Regione e sentimento

Annalisa Chirico

    Roma. “Non voglio intestarmi una riforma per finta, non sarò il padre di una riformicchia. Se non sarà vera autonomia, io non la sottoscriverò”. Il presidente della Lombardia Attilio Fontana è persona mite e pacata ma stavolta, all'indomani dell'ennesima fumata nera sull'autonomia, persino lui perde le staffe. “Se qualcuno pensa di menarci per il naso, si sbaglia di grosso”, scandisce al Foglio. Il vicepremier Luigi Di Maio promette che la riforma si farà ma “senza estremismi”. “Mi spiace che lui bolli come ‘estremista' la Costituzione italiana perché la riforma che vogliamo io e Luca Zaia rientra nell'attuazione del dettato costituzionale. Non è sovversiva né ‘solidale', come ho sentito dire al collega Stefano Bonaccini che con l'Emilia Romagna ha abbracciato la nostra iniziativa. Non intendiamo stravolgere l'ordinamento né spaccare l'Italia, noi vogliamo un'autonomia costituzionale”. Il ministro Erika Stefani ha calcolato quasi un centinaio di incontri e riunioni su un dossier che, nelle promesse del premier doveva essere chiuso già lo scorso febbraio. “Ieri Giuseppe Conte ha annunciato che il nostro documento sarà ‘licenziato' dal Cdm il prossimo mercoledì.
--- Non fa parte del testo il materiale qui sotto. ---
#[cfg(test)]
mod tests {
    use super::*;
    use wiremock::matchers::{body_json, header, header_exists, method, path, query_param};
    use wiremock::{Mock, MockServer, ResponseTemplate};

    const KEY: &str = "abc123:deadbeef";

    fn endpoint(server: &MockServer) -> Endpoint {
        Endpoint::new(&server.uri(), KEY).unwrap()
    }

    #[test]
    fn url_has_no_query_when_empty() {
        let endpoint = Endpoint::new("https://blog.example.com", KEY).unwrap();
        let url = build_url(&endpoint, "/posts/", &Query::new()).unwrap();
        assert_eq!(url.as_str(), "https://blog.example.com/ghost/api/admin/posts/");
    }

    #[test]
    fn url_encodes_query() {
        let endpoint = Endpoint::new("https://blog.example.com", KEY).unwrap();
        let query = Query::new().with("filter", "slug:hello world").with("limit", 5);
        let url = build_url(&endpoint, "/posts/", &query).unwrap();
        assert_eq!(
            url.as_str(),
            "https://blog.example.com/ghost/api/admin/posts/?filter=slug%3Ahello+world&limit=5"
        );
    }

    #[test]
    fn classify_passes_success_through() {
        let body = b"{\"posts\":[]}".to_vec();
        assert_eq!(classify(200, body.clone()).unwrap(), body);
        assert_eq!(classify(204, Vec::new()).unwrap(), Vec::<u8>::new());
    }

    #[test]
    fn classify_keeps_error_items_without_message() {
        for body in [
            r#"{"errors":[{"type":"NotFoundError","context":"Post not found."}]}"#,
            r#"{"errors":[{"message":null,"context":"Post not found."}]}"#,
        ] {
            match classify(404, body.as_bytes().to_vec()) {
                Err(GhostwriterError::Api(api)) => {
                    assert_eq!(api.errors[0].context.as_deref(), Some("Post not found."));
                }
                other => panic!("expected API error for {body}, got {other:?}"),
            }
        }
    }

    #[tokio::test]
    async fn sends_auth_and_version_headers() {
        let server = MockServer::start().await;

        Mock::given(method("GET"))
            .and(path("/ghost/api/admin/site/"))
            .and(header("Accept-Version", ACCEPT_VERSION))
            .and(header_exists("authorization"))
            .respond_with(ResponseTemplate::new(200).set_body_string(r#"{"site":{}}"#))
            .expect(1)
            .mount(&server)
            .await;

        let endpoint = endpoint(&server);
        let client = AdminClient::new(&endpoint, ClientOptions::default()).unwrap();
        let body = client.get("/site/", &Query::new()).await.unwrap();
        assert_eq!(body, br#"{"site":{}}"#);

        let requests = server.received_requests().await.unwrap();
        let auth = requests[0].headers.get("authorization").unwrap().to_str().unwrap();
        assert!(auth.starts_with("Ghost "));
        assert_eq!(auth.trim_start_matches("Ghost ").split('.').count(), 3);
        assert!(requests[0].headers.get("content-type").is_none());
    }

    #[tokio::test]
    async fn json_body_sets_content_type() {
        let server = MockServer::start().await;

        Mock::given(method("POST"))
            .and(path("/ghost/api/admin/tags/"))
            .and(header("content-type", "application/json"))
            .and(body_json(serde_json::json!({"tags": [{"name": "rust"}]})))
            .respond_with(ResponseTemplate::new(201).set_body_string(r#"{"tags":[]}"#))
            .expect(1)
            .mount(&server)
            .await;

        let endpoint = endpoint(&server);
        let client = AdminClient::new(&endpoint, ClientOptions::default()).unwrap();
        let payload = serde_json::json!({"tags": [{"name": "rust"}]});
        client.post("/tags/", &Query::new(), &payload).await.unwrap();
    }

    #[tokio::test]
    async fn query_parameters_are_sent() {
        let server = MockServer::start().await;

        Mock::given(method("GET"))
            .and(path("/ghost/api/admin/posts/"))
            .and(query_param("filter", "slug:hello"))
            .respond_with(ResponseTemplate::new(200).set_body_string(r#"{"posts":[]}"#))
            .expect(1)
            .mount(&server)
            .await;

        let endpoint = endpoint(&server);
        let client = AdminClient::new(&endpoint, ClientOptions::default()).unwrap();
        client
            .get("/posts/", &Query::new().with("filter", "slug:hello"))
            .await
            .unwrap();
    }

    #[tokio::test]
    async fn structured_error_becomes_api_error() {
        let server = MockServer::start().await;

        Mock::given(method("GET"))
            .respond_with(
                ResponseTemplate::new(404).set_body_string(r#"{"errors":[{"message":"Not found"}]}"#),
            )
            .mount(&server)
            .await;

        let endpoint = endpoint(&server);
        let client = AdminClient::new(&endpoint, ClientOptions::default()).unwrap();
        let err = client.get("/posts/missing/", &Query::new()).await.unwrap_err();

        match err {
            GhostwriterError::Api(api) => assert_eq!(api.message(), Some("Not found")),
            other => panic!("expected Api error, got {other:?}"),
        }
    }

    #[tokio::test]
    async fn non_json_error_becomes_transport_error() {
        let server = MockServer::start().await;

        Mock::given(method("GET"))
            .respond_with(ResponseTemplate::new(500).set_body_string("Internal Server Error"))
            .mount(&server)
            .await;

        let endpoint = endpoint(&server);
        let client = AdminClient::new(&endpoint, ClientOptions::default()).unwrap();
        let err = client.get("/site/", &Query::new()).await.unwrap_err();

        match err {
            GhostwriterError::Transport { status, message } => {
                assert_eq!(status, Some(500));
                assert_eq!(message, "Internal Server Error");
            }
            other => panic!("expected Transport error, got {other:?}"),
        }
    }

    #[tokio::test]
    async fn bad_key_fails_before_any_request() {
        let server = MockServer::start().await;

        let endpoint = Endpoint::new(&server.uri(), "noColonHere").unwrap();
        let client = AdminClient::new(&endpoint, ClientOptions::default()).unwrap();
        let err = client.get("/site/", &Query::new()).await.unwrap_err();

        assert!(matches!(err, GhostwriterError::Auth(_)));
        assert!(server.received_requests().await.unwrap().is_empty());
    }

    #[tokio::test]
    async fn cancelled_client_does_not_wait_for_response() {
        let server = MockServer::start().await;

        Mock::given(method("GET"))
            .respond_with(
                ResponseTemplate::new(200)
                    .set_body_string("{}")
                    .set_delay(Duration::from_secs(30)),
            )
            .mount(&server)
            .await;

        let endpoint = endpoint(&server);
        let opts = ClientOptions::default();
        opts.cancel.cancel();
        let client = AdminClient::new(&endpoint, opts).unwrap();

        let err = client.get("/site/", &Query::new()).await.unwrap_err();
        assert!(matches!(err, GhostwriterError::Cancelled));
    }
}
Attendiamo fiduciosi”. Di Maio ribadisce che l'autonomia si farà a patto che non spacchi il paese tra “regioni di serie A e serie B”. “Chi si oppone alla riforma tradisce la Costituzione. Prendo atto che per i fautori delle consultazioni dal basso la democrazia diretta va bene solo quando conferma le loro intenzioni. Alcuni milioni di cittadini si sono espressi per via referendaria”.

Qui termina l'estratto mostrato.